| I've spent some time playing with their Jupyter notebooks. The most useful (to me, anyway) is their Example_3_classfication.ipynb ([1]). It works as advertised with the parameters selected by the authors, but if we modified the network shape in the second half of the tutorial (Classification formulation) from (2, 2) to (2, 2, 2), it fails to generalize. The training loss gets down to 1e-9, while test loss stays around 3e-1. Getting to larger network sizes does not help either. I would really like to see a bigger example with many more parameters and more data complexity and if it could be trained at all. MNIST would be a good start. Update: I increased the training dataset size 100x, and that helps with the overfitting, but now I can't get training loss below 1e-2. Still iterating on it; a GPU acceleration would really help - right now, my progress is limited by the speed of my CPU. 1. https://github.com/KindXiaoming/pykan/blob/master/tutorials/... |
Changes:
1. Increased the training set from 1000 to 100k samples. This solved overfitting.
2. In the dataset generation, slightly reduced noise (0.1 -> 0.07) so that classes don't overlap. With an overlap, naturally, it's impossible to hit 100%.
3. Most important & specific to KANs: train for 30 steps with grid=5 (5 segments for each activation function), then 30 steps with grid=10 (and initializing from the previous model), and then 30 steps with grid=20. This is idiomatic to KANs and covered in the Example_1_function_fitting.ipynb: https://github.com/KindXiaoming/pykan/blob/master/tutorials/...
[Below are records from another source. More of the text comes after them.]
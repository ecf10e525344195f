//! Database seams used by the export and import drivers.
//!
//! - [`RowSource`]: a forward-only cursor over the exported table
//! - [`SqlSession`]: the single connection an import run owns
//!
//! Both are implemented by the ODBC backend (feature `odbc`) and by the
//! in-memory doubles in the test suites.

use async_trait::async_trait;

use crate::error::Result;

use super::schema::ColumnDescriptor;
use super::value::Row;

/// Forward-only cursor over a result set.
#[async_trait]
pub trait RowSource: Send {
    /// Column metadata, fixed for the cursor's lifetime.
    fn columns(&self) -> &[ColumnDescriptor];

    /// Advance the cursor. Returns `None` when the result set is exhausted.
    async fn next_row(&mut self) -> Result<Option<Row>>;
}

/// One database connection with at most one open transaction.
///
/// Errors returned from these methods are driver errors; callers decide
/// whether a failure is a recoverable statement error or a fatal stream error.
#[async_trait]
pub trait SqlSession: Send {
    /// Start a transaction. Called only when none is open.
    async fn begin(&mut self) -> Result<()>;

    /// Commit the open transaction.
    async fn commit(&mut self) -> Result<()>;

    /// Execute a statement inside the open transaction.
    ///
    /// Statement execution has no timeout.
    async fn execute(&mut self, sql: &str) -> Result<()>;

    /// Execute a session-level statement (`SET ...`) outside any transaction.
    async fn execute_session(&mut self, sql: &str) -> Result<()>;

    /// Run a query returning one text column and collect its values.
    async fn query_strings(&mut self, sql: &str) -> Result<Vec<String>>;
}
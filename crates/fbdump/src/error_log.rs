//! Append-only failure log shared by the export and import drivers.
//!
//! The file is created on the first recorded failure, so a clean run leaves
//! nothing behind.

use std::path::PathBuf;

use tokio::fs::{File, OpenOptions};
use tokio::io::AsyncWriteExt;

use crate::error::Result;

/// Lazily created failure log.
pub struct ErrorLog {
    path: PathBuf,
    file: Option<File>,
    entries: u64,
}

impl ErrorLog {
    /// Create a log handle without touching the filesystem.
    pub fn new(path: impl Into<PathBuf>) -> Self {
        Self {
            path: path.into(),
            file: None,
            entries: 0,
        }
    }

    /// Create a log handle and remove any log left by a previous run.
    pub async fn fresh(path: impl Into<PathBuf>) -> Result<Self> {
        let log = Self::new(path);
        match tokio::fs::remove_file(&log.path).await {
            Ok(()) => {}
            Err(e) if e.kind() == std::io::ErrorKind::NotFound => {}
            Err(e) => return Err(e.into()),
        }
        Ok(log)
    }

    /// Append one entry followed by a blank line.
    pub async fn record(&mut self, entry: &str) -> Result<()> {
        if self.file.is_none() {
            let file = OpenOptions::new()
                .create(true)
                .append(true)
                .open(&self.path)
                .await?;
            self.file = Some(file);
        }
        if let Some(file) = self.file.as_mut() {
            file.write_all(entry.as_bytes()).await?;
            file.write_all(b"\n\n").await?;
            file.flush().await?;
        }
        self.entries += 1;
        Ok(())
    }

    /// Log path, if anything was recorded.
    pub fn written_path(&self) -> Option<PathBuf> {
        (self.entries > 0).then(|| self.path.clone())
    }
}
Overall, my impressions are:
- it works!
- the reference implementation is very slow. A GPU implementation is dearly needed.
- it feels like it's a bit too non-linear and training is not as stable as it's with MLP + ReLU.
- Scaling is not guaranteed to work well. Really need to see if MNIST is possible to solve with this approach.
I will definitely keep an eye on this development.